(Data section Opens)

use anyhow::{Context, Result};
use clap::{Parser, Subcommand};
use std::io::{BufRead, BufReader, Read};
use std::path::PathBuf;
use std::sync::Arc;
use std::time::Duration;
use tracing::{info, warn};
use tracing_subscriber::{layer::SubscriberExt, util::SubscriberInitExt};
use voxpage::dispatch::Dispatcher;
use voxpage::images::{DisabledImageGenerator, HttpImageGenerator, ImageGenerator};
use voxpage::registry::{render::render_page, shared_registry};
use voxpage::tools::{tool_definitions, ToolContext};
use voxpage::{AssistantBuilder, AssistantCommand, AssistantConfig, AssistantEvent, ToolSet};

#[derive(Parser)]
#[command(name = "voxpage", version, about = "Voice-driven page builder")]
struct Cli {
    /// Configuration file (defaults to the user config directory)
    #[arg(long, global = true)]
    config: Option<PathBuf>,

    /// Backend base URL serving the session and image routes
    #[arg(long, global = true)]
    base_url: Option<String>,

    /// Realtime model name
    #[arg(long, global = true)]
    model: Option<String>,

    #[command(subcommand)]
    command: Commands,
}

#[derive(Subcommand)]
enum Commands {
    /// Print the tool catalog sent in the session configuration
    Catalog,

    /// Run function-call frames (one JSON object per line) through the
    /// dispatch loop and print the frames it answers with
    Replay {
        /// Frames file; stdin when omitted
        input: Option<PathBuf>,

        /// Print the resulting page HTML afterwards
        #[arg(long)]
        page: bool,

        /// Call the configured image endpoint instead of failing image requests
        #[arg(long)]
        images: bool,
    },

    /// Connect to the realtime service and serve tool calls.
    /// Type `retry`, `disconnect`, `connect`, `page` or `quit` on stdin.
    Connect {
        /// Text-only session
        #[arg(long)]
        no_audio: bool,
    },
}

fn main() -> Result<()> {
    // Initialize tracing
    tracing_subscriber::registry()
        .with(
            tracing_subscriber::EnvFilter::try_from_default_env()
                .unwrap_or_else(|_| "voxpage=debug,info".into()),
        )
        .with(tracing_subscriber::fmt::layer().with_writer(std::io::stderr))
        .init();

    let cli = Cli::parse();
    let mut config = match &cli.config {
        Some(path) => AssistantConfig::load(path)
            .with_context(|| format!("loading {}", path.display()))?
            .apply_env(),
        None => AssistantConfig::discover()?,
    };
    if let Some(url) = cli.base_url {
        config = config.with_base_url(url);
    }
    if let Some(model) = cli.model {
        config = config.with_model(model);
    }

    match cli.command {
        Commands::Catalog => {
            println!("{}", serde_json::to_string_pretty(&tool_definitions())?);
        }
        Commands::Replay {
            input,
            page,
            images,
        } => replay(&config, input, page, images)?,
        Commands::Connect { no_audio } => {
            if no_audio {
                config = config.without_audio();
            }
            connect(config)?;
        }
    }

    Ok(())
}

fn replay(config: &AssistantConfig, input: Option<PathBuf>, page: bool, images: bool) -> Result<()> {
    let reader: Box<dyn Read> = match &input {
        Some(path) => Box::new(
            std::fs::File::open(path).with_context(|| format!("opening {}", path.display()))?,
        ),
        None => Box::new(std::io::stdin()),
    };
    let frames: Vec<String> = BufReader::new(reader)
        .lines()
        .collect::<std::io::Result<Vec<_>>>()?
        .into_iter()
        .filter(|line| !line.trim().is_empty())
        .collect();
    info!("Replaying {} frames", frames.len());

    let generator: Arc<dyn ImageGenerator> = if images {
        Arc::new(HttpImageGenerator::new(&config.endpoints))
    } else {
        Arc::new(DisabledImageGenerator)
    };
    let registry = shared_registry();
    let ctx = ToolContext::new(Arc::clone(&registry), generator)
        .with_image_timeout(config.endpoints.image_timeout());
    let dispatcher = Dispatcher::new(Arc::new(ToolSet::standard()?), ctx);

    let runtime = tokio::runtime::Runtime::new()?;
    let answered = runtime.block_on(async move {
        let (inbound_tx, inbound_rx) = tokio::sync::mpsc::channel(frames.len().max(1));
        let (outbound_tx, mut outbound_rx) = tokio::sync::mpsc::unbounded_channel();
        let loop_task = tokio::spawn(dispatcher.run(inbound_rx, outbound_tx));
        for frame in frames {
            inbound_tx.send(frame).await?;
        }
        drop(inbound_tx);

        let mut answered = Vec::new();
        while let Some(frame) = outbound_rx.recv().await {
            answered.push(frame.to_json()?);
        }
        loop_task.await?;
        anyhow::Ok(answered)
    })?;

    for frame in answered {
        println!("{}", frame);
    }
    if page {
        println!("{}", render_page(&registry.lock()));
    }
    Ok(())
}

fn connect(config: AssistantConfig) -> Result<()> {
    let (assistant, handle) = AssistantBuilder::new().with_config(config).build()?;
    let worker = assistant.start()?;
    handle.send_command(AssistantCommand::Connect)?;

    let (line_tx, line_rx) = crossbeam_channel::unbounded::<String>();
    std::thread::spawn(move || {
        for line in std::io::stdin().lock().lines().map_while(std::io::Result::ok) {
            if line_tx.send(line.trim().to_string()).is_err() {
                break;
            }
        }
    });

    loop {
        if let Some(event) = handle.recv_event_timeout(Duration::from_millis(100)) {
            match event {
                AssistantEvent::Shutdown => break,
                AssistantEvent::ConnectionError { message, .. } => {
                    eprintln!("connection error: {}", message)
                }
                AssistantEvent::Status(status) => eprintln!("status: {}", status),
                other => eprintln!("{:?}", other),
            }
        }

        if let Ok(line) = line_rx.try_recv() {
            let command = match line.as_str() {
                "connect" => Some(AssistantCommand::Connect),
                "retry" => Some(AssistantCommand::Retry),
                "disconnect" => Some(AssistantCommand::Disconnect),
                "quit" | "exit" => Some(AssistantCommand::Shutdown),
                "page" => {
                    println!("{}", handle.page_html());
                    None
                }
                "" => None,
                other => {
                    warn!("Unknown command: {}", other);
                    None
                }
            };
            if let Some(command) = command {
                handle.send_command(command)?;
            }
        }
    }

    if worker.join().is_err() {
        warn!("Assistant worker panicked");
    }
    Ok(())
}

(Data section Closes)

▶ Your task
Report every line in the data above in which the word "bool" appears.

▶ Response area
        page: bool,
        images: bool,
        no_audio: bool,
fn replay(config: &AssistantConfig, input: Option<PathBuf>, page: bool, images: bool) -> Result<()> {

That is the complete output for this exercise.